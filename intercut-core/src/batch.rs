//! Sequential batch execution.
//!
//! A [`BatchSequencer`] runs its requests one after another, never more than
//! one ffmpeg at a time, and moves on only after the current job reached a
//! terminal state. A failed item is reported and the batch carries on. The
//! [`BatchHandle`] steers whichever job is active; cancelling it stops
//! further dispatch and leaves finished items untouched.

use std::path::PathBuf;
use std::sync::atomic::{AtomicBool, Ordering};
use std::sync::{Arc, Mutex, PoisonError};
use std::time::{Duration, Instant};

use crossbeam_channel::{Receiver, Sender, bounded};
use log::{info, warn};
use serde::Serialize;

use crate::command::JobRequest;
use crate::error::{CoreError, CoreResult};
use crate::events::{JobEvent, JobEventKind};
use crate::supervisor::{JobController, JobOutcome, JobSupervisor, Toolchain};

/// Progress of a batch through its requests.
#[derive(Debug, Clone, Copy, PartialEq, Eq, Serialize)]
pub struct BatchState {
    pub total: usize,
    /// Index of the job being run, or of the last one run.
    pub current: Option<usize>,
    pub terminal: bool,
}

/// Result of one batch item.
#[derive(Debug, Clone, PartialEq, Serialize)]
pub struct BatchItem {
    pub input: PathBuf,
    pub output: PathBuf,
    /// `None` when the batch was cancelled before the item was dispatched.
    pub outcome: Option<JobOutcome>,
}

/// Totals for a finished or cancelled batch.
#[derive(Debug, Clone, PartialEq, Serialize)]
pub struct BatchSummary {
    pub completed: usize,
    pub failed: usize,
    pub cancelled: usize,
    pub not_started: usize,
    pub items: Vec<BatchItem>,
}

impl BatchSummary {
    fn from_items(items: Vec<BatchItem>) -> Self {
        let mut summary = Self {
            completed: 0,
            failed: 0,
            cancelled: 0,
            not_started: 0,
            items: Vec::new(),
        };
        for item in &items {
            match item.outcome {
                Some(JobOutcome::Completed { .. }) => summary.completed += 1,
                Some(JobOutcome::Failed { .. }) => summary.failed += 1,
                Some(JobOutcome::Cancelled) => summary.cancelled += 1,
                None => summary.not_started += 1,
            }
        }
        summary.items = items;
        summary
    }

    #[must_use]
    pub fn total(&self) -> usize {
        self.items.len()
    }

    /// True when every item completed.
    #[must_use]
    pub fn all_completed(&self) -> bool {
        self.completed == self.items.len()
    }
}

struct BatchShared {
    state: Mutex<BatchState>,
    active: Mutex<Option<JobController>>,
    cancel_requested: AtomicBool,
    /// Shared with each job as its pause gate, so a pause issued while the
    /// job is still probing takes effect once the encoder starts.
    pause_requested: Arc<AtomicBool>,
    wake_tx: Sender<()>,
    wake_rx: Receiver<()>,
}

impl BatchShared {
    fn cancelled(&self) -> bool {
        self.cancel_requested.load(Ordering::SeqCst)
    }

    fn active(&self) -> Option<JobController> {
        self.active
            .lock()
            .unwrap_or_else(PoisonError::into_inner)
            .clone()
    }

    fn set_active(&self, controller: Option<JobController>) {
        *self.active.lock().unwrap_or_else(PoisonError::into_inner) = controller;
    }

    fn update_state(&self, update: impl FnOnce(&mut BatchState)) {
        update(&mut self.state.lock().unwrap_or_else(PoisonError::into_inner));
    }

    /// Sleeps up to `timeout`, returning early once the batch is cancelled.
    fn sleep(&self, timeout: Duration) {
        let deadline = Instant::now() + timeout;
        while !self.cancelled() {
            let now = Instant::now();
            if now >= deadline {
                return;
            }
            // Woken by any control request; stale wake-ups just loop again.
            let _ = self.wake_rx.recv_timeout(deadline - now);
        }
    }

    fn wake(&self) {
        let _ = self.wake_tx.try_send(());
    }
}

/// Cloneable handle for steering a running batch.
#[derive(Clone)]
pub struct BatchHandle {
    shared: Arc<BatchShared>,
}

impl BatchHandle {
    /// Pauses the active job and holds back the next one until resumed.
    pub fn pause(&self) {
        self.shared.pause_requested.store(true, Ordering::SeqCst);
        if let Some(job) = self.shared.active() {
            job.pause();
        }
    }

    pub fn resume(&self) {
        self.shared.pause_requested.store(false, Ordering::SeqCst);
        if let Some(job) = self.shared.active() {
            job.resume();
        }
        self.shared.wake();
    }

    /// Cancels the active job and stops dispatching new ones.
    pub fn cancel(&self) {
        self.shared.cancel_requested.store(true, Ordering::SeqCst);
        if let Some(job) = self.shared.active() {
            job.cancel();
        }
        self.shared.wake();
    }

    #[must_use]
    pub fn is_cancelled(&self) -> bool {
        self.shared.cancelled()
    }

    #[must_use]
    pub fn state(&self) -> BatchState {
        *self.shared.state.lock().unwrap_or_else(PoisonError::into_inner)
    }

    /// Controller of the job currently running, if any.
    #[must_use]
    pub fn active_job(&self) -> Option<JobController> {
        self.shared.active()
    }
}

/// Runs a list of cut requests one at a time.
pub struct BatchSequencer {
    requests: Vec<JobRequest>,
    toolchain: Arc<Toolchain>,
    events: Sender<JobEvent>,
    shared: Arc<BatchShared>,
}

impl BatchSequencer {
    /// Creates a sequencer. Fails with `NoFilesFound` for an empty list.
    pub fn new(
        requests: Vec<JobRequest>,
        toolchain: Arc<Toolchain>,
        events: Sender<JobEvent>,
    ) -> CoreResult<Self> {
        if requests.is_empty() {
            return Err(CoreError::NoFilesFound);
        }
        let (wake_tx, wake_rx) = bounded(1);
        let shared = Arc::new(BatchShared {
            state: Mutex::new(BatchState {
                total: requests.len(),
                current: None,
                terminal: false,
            }),
            active: Mutex::new(None),
            cancel_requested: AtomicBool::new(false),
            pause_requested: Arc::new(AtomicBool::new(false)),
            wake_tx,
            wake_rx,
        });
        Ok(Self {
            requests,
            toolchain,
            events,
            shared,
        })
    }

    #[must_use]
    pub fn handle(&self) -> BatchHandle {
        BatchHandle {
            shared: self.shared.clone(),
        }
    }

    fn emit(&self, job: usize, kind: JobEventKind) {
        let _ = self.events.send(JobEvent { job, kind });
    }

    /// Runs every request in order and returns the summary.
    ///
    /// Emits `BatchComplete` when every item ran, or `BatchCancelled` when a
    /// cancel cut the batch short.
    pub fn run(self) -> BatchSummary {
        let total = self.requests.len();
        let delay = self.toolchain.config().inter_job_delay;
        info!("Starting batch of {total} job(s)");
        self.emit(0, JobEventKind::BatchStarted { total });

        let mut outcomes: Vec<Option<JobOutcome>> = vec![None; total];
        for (index, request) in self.requests.iter().enumerate() {
            if index > 0 && !delay.is_zero() && !self.shared.cancelled() {
                self.shared.sleep(delay);
            }
            self.hold_while_paused();
            if self.shared.cancelled() {
                info!("Batch cancelled; {} job(s) not started", total - index);
                break;
            }

            self.shared.update_state(|state| state.current = Some(index));
            self.emit(
                index,
                JobEventKind::JobStarted {
                    input: request.input().to_path_buf(),
                    output: request.output().to_path_buf(),
                    total,
                },
            );
            outcomes[index] = Some(self.run_job(index, request));
        }

        let items = self
            .requests
            .iter()
            .zip(outcomes)
            .map(|(request, outcome)| BatchItem {
                input: request.input().to_path_buf(),
                output: request.output().to_path_buf(),
                outcome,
            })
            .collect();
        let summary = BatchSummary::from_items(items);
        self.shared.update_state(|state| state.terminal = true);

        let last = self.handle().state().current.unwrap_or(0);
        info!(
            "Batch finished: {} completed, {} failed, {} cancelled, {} not started",
            summary.completed, summary.failed, summary.cancelled, summary.not_started
        );
        if self.shared.cancelled() {
            self.emit(last, JobEventKind::BatchCancelled(summary.clone()));
        } else {
            self.emit(last, JobEventKind::BatchComplete(summary.clone()));
        }
        summary
    }

    fn run_job(&self, index: usize, request: &JobRequest) -> JobOutcome {
        let mut supervisor = JobSupervisor::new(
            index,
            request.clone(),
            self.toolchain.clone(),
            self.events.clone(),
        )
        .with_pause_gate(self.shared.pause_requested.clone());
        let controller = supervisor.controller();
        self.shared.set_active(Some(controller.clone()));

        let outcome = match supervisor.start() {
            Ok(()) => {
                // A cancel that raced the hand-over must still reach the job.
                if self.shared.cancelled() {
                    controller.cancel();
                }
                supervisor.wait().unwrap_or_else(|e| {
                    let outcome = JobOutcome::failed(e.to_string());
                    self.emit(index, outcome.event_kind(None));
                    outcome
                })
            }
            Err(e) => JobOutcome::failed(e.to_string()),
        };
        self.shared.set_active(None);

        if let JobOutcome::Failed { message, .. } = &outcome {
            warn!("Job {index} failed: {message}; continuing with the batch");
        }
        outcome
    }

    fn hold_while_paused(&self) {
        let poll = self.toolchain.config().pause_poll_interval;
        while self.shared.pause_requested.load(Ordering::SeqCst) && !self.shared.cancelled() {
            self.shared.sleep(poll);
        }
    }
}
-----
## Problem statement:
What lines in the data include the string "NoFilesFound"? Copy each one.

## Answer area:
    /// Creates a sequencer. Fails with `NoFilesFound` for an empty list.
            return Err(CoreError::NoFilesFound);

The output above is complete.